Find the line containing "start. When the" in the entries below. Restate it and each line after it, word for word, up to and including the line containing "let program = settings.elevation_program.clone();".

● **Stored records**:
▬▬▬

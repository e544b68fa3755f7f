// src/exec/executor_loop.rs

//! Main executor loop that manages running job processes.

use std::collections::HashMap;
use std::sync::Arc;
use std::time::Duration;

use tokio::sync::{mpsc, oneshot};
use tokio::task::JoinHandle;
use tracing::{debug, info};

use crate::engine::RuntimeEvent;
use crate::exec::job_runner::run_job;
use crate::exec::launcher::{LaunchSettings, probe_elevation};
use crate::exec::{ExecRequest, LaunchRequest};
use crate::types::JobId;

/// Internal handle for a job worker.
///
/// - `cancel` carries the grace period to the worker; taken on first use.
/// - `handle` is the Tokio task running the process.
struct ActiveJob {
    cancel: Option<oneshot::Sender<Duration>>,
    handle: JoinHandle<()>,
}

/// Spawn the background executor loop.
///
/// Returns the request sender and the loop's own handle. The loop never
/// decides admission; it starts whatever it is told to start. When the
/// request channel closes, remaining workers are cancelled without grace
/// and awaited.
pub fn spawn_executor(
    runtime_tx: mpsc::Sender<RuntimeEvent>,
    settings: LaunchSettings,
) -> (mpsc::Sender<ExecRequest>, JoinHandle<()>) {
    let (tx, mut rx) = mpsc::channel::<ExecRequest>(32);
    let settings = Arc::new(settings);

    let handle = tokio::spawn(async move {
        info!("executor loop started");

        let mut active: HashMap<JobId, ActiveJob> = HashMap::new();

        while let Some(request) = rx.recv().await {
            active.retain(|_, a| !a.handle.is_finished());

            match request {
                ExecRequest::Start(launch) => {
                    start_job(launch, &settings, &mut active, &runtime_tx);
                }
                ExecRequest::Cancel { job, grace } => cancel_job(job, grace, &mut active),
                ExecRequest::ProbeElevation => {
                    let program = settings.elevation_program.clone();
                    let tx = runtime_tx.clone();
                    tokio::spawn(async move {
                        let authorized = probe_elevation(&program).await;
                        debug!(authorized, "elevation probe finished");
                        let _ = tx.send(RuntimeEvent::ElevationProbed { authorized }).await;
                    });
                }
            }
        }

        info!(remaining = active.len(), "executor loop finished (channel closed)");
        for (job, mut entry) in active.drain() {
            if let Some(cancel) = entry.cancel.take() {
                let _ = cancel.send(Duration::ZERO);
            }
            if let Err(e) = entry.handle.await {
                debug!(job = %job, error = %e, "job worker ended abnormally");
            }
        }
    });

    (tx, handle)
}

fn start_job(
    launch: LaunchRequest,
    settings: &Arc<LaunchSettings>,
    active: &mut HashMap<JobId, ActiveJob>,
    runtime_tx: &mpsc::Sender<RuntimeEvent>,
) {
    let job = launch.job;
    if active.contains_key(&job) {
        debug!(job = %job, "job already has a worker; ignoring duplicate start");
        return;
    }

    let (cancel_tx, cancel_rx) = oneshot::channel::<Duration>();
    let rt_tx = runtime_tx.clone();
    let settings = Arc::clone(settings);

    let handle = tokio::spawn(async move {
        run_job(launch, &settings, rt_tx, cancel_rx).await;
        debug!(job = %job, "job runner future finished");
    });

    active.insert(
        job,
        ActiveJob {
            cancel: Some(cancel_tx),
            handle,
        },
    );
}

fn cancel_job(job: JobId, grace: Duration, active: &mut HashMap<JobId, ActiveJob>) {
    let Some(entry) = active.get_mut(&job) else {
        debug!(job = %job, "cancel for job without a worker; already finished");
        return;
    };

    match entry.cancel.take() {
        Some(cancel) => {
            if cancel.send(grace).is_err() {
                debug!(job = %job, "process already finished while cancelling");
            }
        }
        None => debug!(job = %job, "cancel already delivered"),
    }
}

▬▬▬

● **Expected output**:
/// decides admission; it starts whatever it is told to start. When the
/// request channel closes, remaining workers are cancelled without grace
/// and awaited.
pub fn spawn_executor(
    runtime_tx: mpsc::Sender<RuntimeEvent>,
    settings: LaunchSettings,
) -> (mpsc::Sender<ExecRequest>, JoinHandle<()>) {
    let (tx, mut rx) = mpsc::channel::<ExecRequest>(32);
    let settings = Arc::new(settings);

    let handle = tokio::spawn(async move {
        info!("executor loop started");

        let mut active: HashMap<JobId, ActiveJob> = HashMap::new();

        while let Some(request) = rx.recv().await {
            active.retain(|_, a| !a.handle.is_finished());

            match request {
                ExecRequest::Start(launch) => {
                    start_job(launch, &settings, &mut active, &runtime_tx);
                }
                ExecRequest::Cancel { job, grace } => cancel_job(job, grace, &mut active),
                ExecRequest::ProbeElevation => {
                    let program = settings.elevation_program.clone();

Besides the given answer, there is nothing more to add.